Work required: From the first line to the last, return the data exactly as it stands.

Provided information:
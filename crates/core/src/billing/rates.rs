//! Billing rate resolution.

use chrono::NaiveDate;
use hesab_shared::types::{CustomerId, ProductCategoryId};

use super::error::BillingError;
use super::types::{BillingRate, RateType};

/// Resolves the billing rate applicable to a request.
///
/// Candidates must match `rate_type`, be active, have an effective window
/// containing `date`, and be scope-compatible: a row scoped to a customer
/// or category only matches a request for that same customer/category,
/// while an unscoped row matches anything. Tie-breaks, in order:
///
/// 1. More specific scope wins (customer+category > one of them > default).
/// 2. Among equally scoped candidates, the most recent `effective_from`.
///
/// Resolution is a pure lookup over the supplied rows; nothing is cached,
/// since effective windows shift over time and scopes compete.
///
/// # Errors
///
/// Returns `BillingError::RateNotFound` when no candidate matches. Callers
/// must not substitute a guessed value.
pub fn resolve_billing_rate<'a>(
    rates: &'a [BillingRate],
    rate_type: RateType,
    date: NaiveDate,
    customer_id: Option<CustomerId>,
    category_id: Option<ProductCategoryId>,
) -> Result<&'a BillingRate, BillingError> {
    rates
        .iter()
        .filter(|r| r.rate_type == rate_type && r.is_active && r.effective_on(date))
        .filter(|r| scope_matches(r, customer_id, category_id))
        .max_by_key(|r| (specificity(r), r.effective_from))
        .ok_or(BillingError::RateNotFound { rate_type, date })
}

/// A scoped row only matches a request carrying the same scope id.
fn scope_matches(
    rate: &BillingRate,
    customer_id: Option<CustomerId>,
    category_id: Option<ProductCategoryId>,
) -> bool {
    let customer_ok = match rate.customer_id {
        Some(scoped) => customer_id == Some(scoped),
        None => true,
    };
    let category_ok = match rate.product_category_id {
        Some(scoped) => category_id == Some(scoped),
        None => true,
    };
    customer_ok && category_ok
}

/// Scope specificity: one point per populated scope column.
fn specificity(rate: &BillingRate) -> u8 {
    u8::from(rate.customer_id.is_some()) + u8::from(rate.product_category_id.is_some())
}

/// Validates a rate row before it is stored.
///
/// # Errors
///
/// - `NonPositiveRate` if `rate_value <= 0`.
/// - `InvalidEffectiveWindow` if `effective_to` precedes `effective_from`.
pub fn validate_rate_row(rate: &BillingRate) -> Result<(), BillingError> {
    if rate.rate_value <= rust_decimal::Decimal::ZERO {
        return Err(BillingError::NonPositiveRate);
    }
    if let Some(to) = rate.effective_to {
        if to < rate.effective_from {
            return Err(BillingError::InvalidEffectiveWindow {
                from: rate.effective_from,
                to,
            });
        }
    }
    Ok(())
}

#[cfg(test)]
mod tests {
    use super::*;
    use hesab_shared::types::BillingRateId;
    use rust_decimal_macros::dec;

    fn rate(
        rate_type: RateType,
        value: rust_decimal::Decimal,
        customer: Option<CustomerId>,
        category: Option<ProductCategoryId>,
        from: NaiveDate,
        to: Option<NaiveDate>,
    ) -> BillingRate {
        BillingRate {
            id: BillingRateId::new(),
            rate_type,
            rate_value: value,
            customer_id: customer,
            product_category_id: category,
            effective_from: from,
            effective_to: to,
            is_active: true,
        }
    }

    fn date(y: i32, m: u32, d: u32) -> NaiveDate {
        NaiveDate::from_ymd_opt(y, m, d).unwrap()
    }

    #[test]
    fn test_unscoped_rate_resolves() {
        let rates = vec![rate(
            RateType::Daily,
            dec!(2),
            None,
            None,
            date(2025, 1, 1),
            None,
        )];
        let found =
            resolve_billing_rate(&rates, RateType::Daily, date(2025, 7, 1), None, None).unwrap();
        assert_eq!(found.rate_value, dec!(2));
    }

    #[test]
    fn test_customer_scoped_beats_default() {
        let customer = CustomerId::new();
        let rates = vec![
            rate(RateType::Daily, dec!(2), None, None, date(2025, 1, 1), None),
            rate(
                RateType::Daily,
                dec!(1.5),
                Some(customer),
                None,
                date(2025, 1, 1),
                None,
            ),
        ];

        let found = resolve_billing_rate(
            &rates,
            RateType::Daily,
            date(2025, 7, 1),
            Some(customer),
            None,
        )
        .unwrap();
        assert_eq!(found.rate_value, dec!(1.5));

        // Without the customer, the scoped row is not a candidate.
        let found =
            resolve_billing_rate(&rates, RateType::Daily, date(2025, 7, 1), None, None).unwrap();
        assert_eq!(found.rate_value, dec!(2));
    }

    #[test]
    fn test_other_customers_rate_is_never_a_candidate() {
        let rates = vec![rate(
            RateType::Daily,
            dec!(1.5),
            Some(CustomerId::new()),
            None,
            date(2025, 1, 1),
            None,
        )];

        let result = resolve_billing_rate(
            &rates,
            RateType::Daily,
            date(2025, 7, 1),
            Some(CustomerId::new()),
            None,
        );
        assert!(matches!(result, Err(BillingError::RateNotFound { .. })));
    }

    #[test]
    fn test_latest_effective_from_wins_among_equals() {
        let rates = vec![
            rate(RateType::Daily, dec!(2), None, None, date(2024, 7, 1), None),
            rate(RateType::Daily, dec!(2.5), None, None, date(2025, 7, 1), None),
        ];

        let found =
            resolve_billing_rate(&rates, RateType::Daily, date(2025, 8, 1), None, None).unwrap();
        assert_eq!(found.rate_value, dec!(2.5));
    }

    #[test]
    fn test_expired_window_excluded() {
        let rates = vec![rate(
            RateType::Daily,
            dec!(2),
            None,
            None,
            date(2024, 7, 1),
            Some(date(2025, 6, 30)),
        )];

        assert!(
            resolve_billing_rate(&rates, RateType::Daily, date(2025, 7, 1), None, None).is_err()
        );
        assert!(
            resolve_billing_rate(&rates, RateType::Daily, date(2025, 6, 30), None, None).is_ok()
        );
    }

    #[test]
    fn test_wrong_type_excluded() {
        let rates = vec![rate(
            RateType::Loading,
            dec!(500),
            None,
            None,
            date(2025, 1, 1),
            None,
        )];
        assert!(matches!(
            resolve_billing_rate(&rates, RateType::Daily, date(2025, 7, 1), None, None),
            Err(BillingError::RateNotFound {
                rate_type: RateType::Daily,
                ..
            })
        ));
    }

    #[test]
    fn test_inactive_excluded() {
        let mut inactive = rate(RateType::Daily, dec!(2), None, None, date(2025, 1, 1), None);
        inactive.is_active = false;
        assert!(
            resolve_billing_rate(&[inactive], RateType::Daily, date(2025, 7, 1), None, None)
                .is_err()
        );
    }

    #[test]
    fn test_fully_scoped_beats_singly_scoped() {
        let customer = CustomerId::new();
        let category = ProductCategoryId::new();
        let rates = vec![
            rate(
                RateType::Seasonal,
                dec!(100),
                Some(customer),
                None,
                date(2025, 1, 1),
                None,
            ),
            rate(
                RateType::Seasonal,
                dec!(90),
                Some(customer),
                Some(category),
                date(2025, 1, 1),
                None,
            ),
        ];

        let found = resolve_billing_rate(
            &rates,
            RateType::Seasonal,
            date(2025, 7, 1),
            Some(customer),
            Some(category),
        )
        .unwrap();
        assert_eq!(found.rate_value, dec!(90));
    }

    #[test]
    fn test_validate_rate_row() {
        let good = rate(RateType::Daily, dec!(2), None, None, date(2025, 1, 1), None);
        assert!(validate_rate_row(&good).is_ok());

        let zero = rate(RateType::Daily, dec!(0), None, None, date(2025, 1, 1), None);
        assert!(matches!(
            validate_rate_row(&zero),
            Err(BillingError::NonPositiveRate)
        ));

        let backwards = rate(
            RateType::Daily,
            dec!(2),
            None,
            None,
            date(2025, 6, 1),
            Some(date(2025, 1, 1)),
        );
        assert!(matches!(
            validate_rate_row(&backwards),
            Err(BillingError::InvalidEffectiveWindow { .. })
        ));
    }
}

Exercise solution:
filename crates/core/src/billing/rates.rs
//! Billing rate resolution.

use chrono::NaiveDate;
use hesab_shared::types::{CustomerId, ProductCategoryId};

use super::error::BillingError;
use super::types::{BillingRate, RateType};

/// Resolves the billing rate applicable to a request.
///
/// Candidates must match `rate_type`, be active, have an effective window
/// containing `date`, and be scope-compatible: a row scoped to a customer
/// or category only matches a request for that same customer/category,
/// while an unscoped row matches anything. Tie-breaks, in order:
///
/// 1. More specific scope wins (customer+category > one of them > default).
/// 2. Among equally scoped candidates, the most recent `effective_from`.
///
/// Resolution is a pure lookup over the supplied rows; nothing is cached,
/// since effective windows shift over time and scopes compete.
///
/// # Errors
///
/// Returns `BillingError::RateNotFound` when no candidate matches. Callers
/// must not substitute a guessed value.
pub fn resolve_billing_rate<'a>(
    rates: &'a [BillingRate],
    rate_type: RateType,
    date: NaiveDate,
    customer_id: Option<CustomerId>,
    category_id: Option<ProductCategoryId>,
) -> Result<&'a BillingRate, BillingError> {
    rates
        .iter()
        .filter(|r| r.rate_type == rate_type && r.is_active && r.effective_on(date))
        .filter(|r| scope_matches(r, customer_id, category_id))
        .max_by_key(|r| (specificity(r), r.effective_from))
        .ok_or(BillingError::RateNotFound { rate_type, date })
}

/// A scoped row only matches a request carrying the same scope id.
fn scope_matches(
    rate: &BillingRate,
    customer_id: Option<CustomerId>,
    category_id: Option<ProductCategoryId>,
) -> bool {
    let customer_ok = match rate.customer_id {
        Some(scoped) => customer_id == Some(scoped),
        None => true,
    };
    let category_ok = match rate.product_category_id {
        Some(scoped) => category_id == Some(scoped),
        None => true,
    };
    customer_ok && category_ok
}

/// Scope specificity: one point per populated scope column.
fn specificity(rate: &BillingRate) -> u8 {
    u8::from(rate.customer_id.is_some()) + u8::from(rate.product_category_id.is_some())
}

/// Validates a rate row before it is stored.
///
/// # Errors
///
/// - `NonPositiveRate` if `rate_value <= 0`.
/// - `InvalidEffectiveWindow` if `effective_to` precedes `effective_from`.
pub fn validate_rate_row(rate: &BillingRate) -> Result<(), BillingError> {
    if rate.rate_value <= rust_decimal::Decimal::ZERO {
        return Err(BillingError::NonPositiveRate);
    }
    if let Some(to) = rate.effective_to {
        if to < rate.effective_from {
            return Err(BillingError::InvalidEffectiveWindow {
                from: rate.effective_from,
                to,
            });
        }
    }
    Ok(())
}

#[cfg(test)]
mod tests {
    use super::*;
    use hesab_shared::types::BillingRateId;
    use rust_decimal_macros::dec;

    fn rate(
        rate_type: RateType,
        value: rust_decimal::Decimal,
        customer: Option<CustomerId>,
        category: Option<ProductCategoryId>,
        from: NaiveDate,
        to: Option<NaiveDate>,
    ) -> BillingRate {
        BillingRate {
            id: BillingRateId::new(),
            rate_type,
            rate_value: value,
            customer_id: customer,
            product_category_id: category,
            effective_from: from,
            effective_to: to,
            is_active: true,
        }
    }

    fn date(y: i32, m: u32, d: u32) -> NaiveDate {
        NaiveDate::from_ymd_opt(y, m, d).unwrap()
    }

    #[test]
    fn test_unscoped_rate_resolves() {
        let rates = vec![rate(
            RateType::Daily,
            dec!(2),
            None,
            None,
            date(2025, 1, 1),
            None,
        )];
        let found =
            resolve_billing_rate(&rates, RateType::Daily, date(2025, 7, 1), None, None).unwrap();
        assert_eq!(found.rate_value, dec!(2));
    }

    #[test]
    fn test_customer_scoped_beats_default() {
        let customer = CustomerId::new();
        let rates = vec![
            rate(RateType::Daily, dec!(2), None, None, date(2025, 1, 1), None),
            rate(
                RateType::Daily,
                dec!(1.5),
                Some(customer),
                None,
                date(2025, 1, 1),
                None,
            ),
        ];

        let found = resolve_billing_rate(
            &rates,
            RateType::Daily,
            date(2025, 7, 1),
            Some(customer),
            None,
        )
        .unwrap();
        assert_eq!(found.rate_value, dec!(1.5));

        // Without the customer, the scoped row is not a candidate.
        let found =
            resolve_billing_rate(&rates, RateType::Daily, date(2025, 7, 1), None, None).unwrap();
        assert_eq!(found.rate_value, dec!(2));
    }

    #[test]
    fn test_other_customers_rate_is_never_a_candidate() {
        let rates = vec![rate(
            RateType::Daily,
            dec!(1.5),
            Some(CustomerId::new()),
            None,
            date(2025, 1, 1),
            None,
        )];

        let result = resolve_billing_rate(
            &rates,
            RateType::Daily,
            date(2025, 7, 1),
            Some(CustomerId::new()),
            None,
        );
        assert!(matches!(result, Err(BillingError::RateNotFound { .. })));
    }

    #[test]
    fn test_latest_effective_from_wins_among_equals() {
        let rates = vec![
            rate(RateType::Daily, dec!(2), None, None, date(2024, 7, 1), None),
            rate(RateType::Daily, dec!(2.5), None, None, date(2025, 7, 1), None),
        ];

        let found =
            resolve_billing_rate(&rates, RateType::Daily, date(2025, 8, 1), None, None).unwrap();
        assert_eq!(found.rate_value, dec!(2.5));
    }

    #[test]
    fn test_expired_window_excluded() {
        let rates = vec![rate(
            RateType::Daily,
            dec!(2),
            None,
            None,
            date(2024, 7, 1),
            Some(date(2025, 6, 30)),
        )];

        assert!(
            resolve_billing_rate(&rates, RateType::Daily, date(2025, 7, 1), None, None).is_err()
        );
        assert!(
            resolve_billing_rate(&rates, RateType::Daily, date(2025, 6, 30), None, None).is_ok()
        );
    }

    #[test]
    fn test_wrong_type_excluded() {
        let rates = vec![rate(
            RateType::Loading,
            dec!(500),
            None,
            None,
            date(2025, 1, 1),
            None,
        )];
        assert!(matches!(
            resolve_billing_rate(&rates, RateType::Daily, date(2025, 7, 1), None, None),
            Err(BillingError::RateNotFound {
                rate_type: RateType::Daily,
                ..
            })
        ));
    }

    #[test]
    fn test_inactive_excluded() {
        let mut inactive = rate(RateType::Daily, dec!(2), None, None, date(2025, 1, 1), None);
        inactive.is_active = false;
        assert!(
            resolve_billing_rate(&[inactive], RateType::Daily, date(2025, 7, 1), None, None)
                .is_err()
        );
    }

    #[test]
    fn test_fully_scoped_beats_singly_scoped() {
        let customer = CustomerId::new();
        let category = ProductCategoryId::new();
        let rates = vec![
            rate(
                RateType::Seasonal,
                dec!(100),
                Some(customer),
                None,
                date(2025, 1, 1),
                None,
            ),
            rate(
                RateType::Seasonal,
                dec!(90),
                Some(customer),
                Some(category),
                date(2025, 1, 1),
                None,
            ),
        ];

        let found = resolve_billing_rate(
            &rates,
            RateType::Seasonal,
            date(2025, 7, 1),
            Some(customer),
            Some(category),
        )
        .unwrap();
        assert_eq!(found.rate_value, dec!(90));
    }

    #[test]
    fn test_validate_rate_row() {
        let good = rate(RateType::Daily, dec!(2), None, None, date(2025, 1, 1), None);
        assert!(validate_rate_row(&good).is_ok());

        let zero = rate(RateType::Daily, dec!(0), None, None, date(2025, 1, 1), None);
        assert!(matches!(
            validate_rate_row(&zero),
            Err(BillingError::NonPositiveRate)
        ));

        let backwards = rate(
            RateType::Daily,
            dec!(2),
            None,
            None,
            date(2025, 6, 1),
            Some(date(2025, 1, 1)),
        );
        assert!(matches!(
            validate_rate_row(&backwards),
            Err(BillingError::InvalidEffectiveWindow { .. })
        ));
    }
}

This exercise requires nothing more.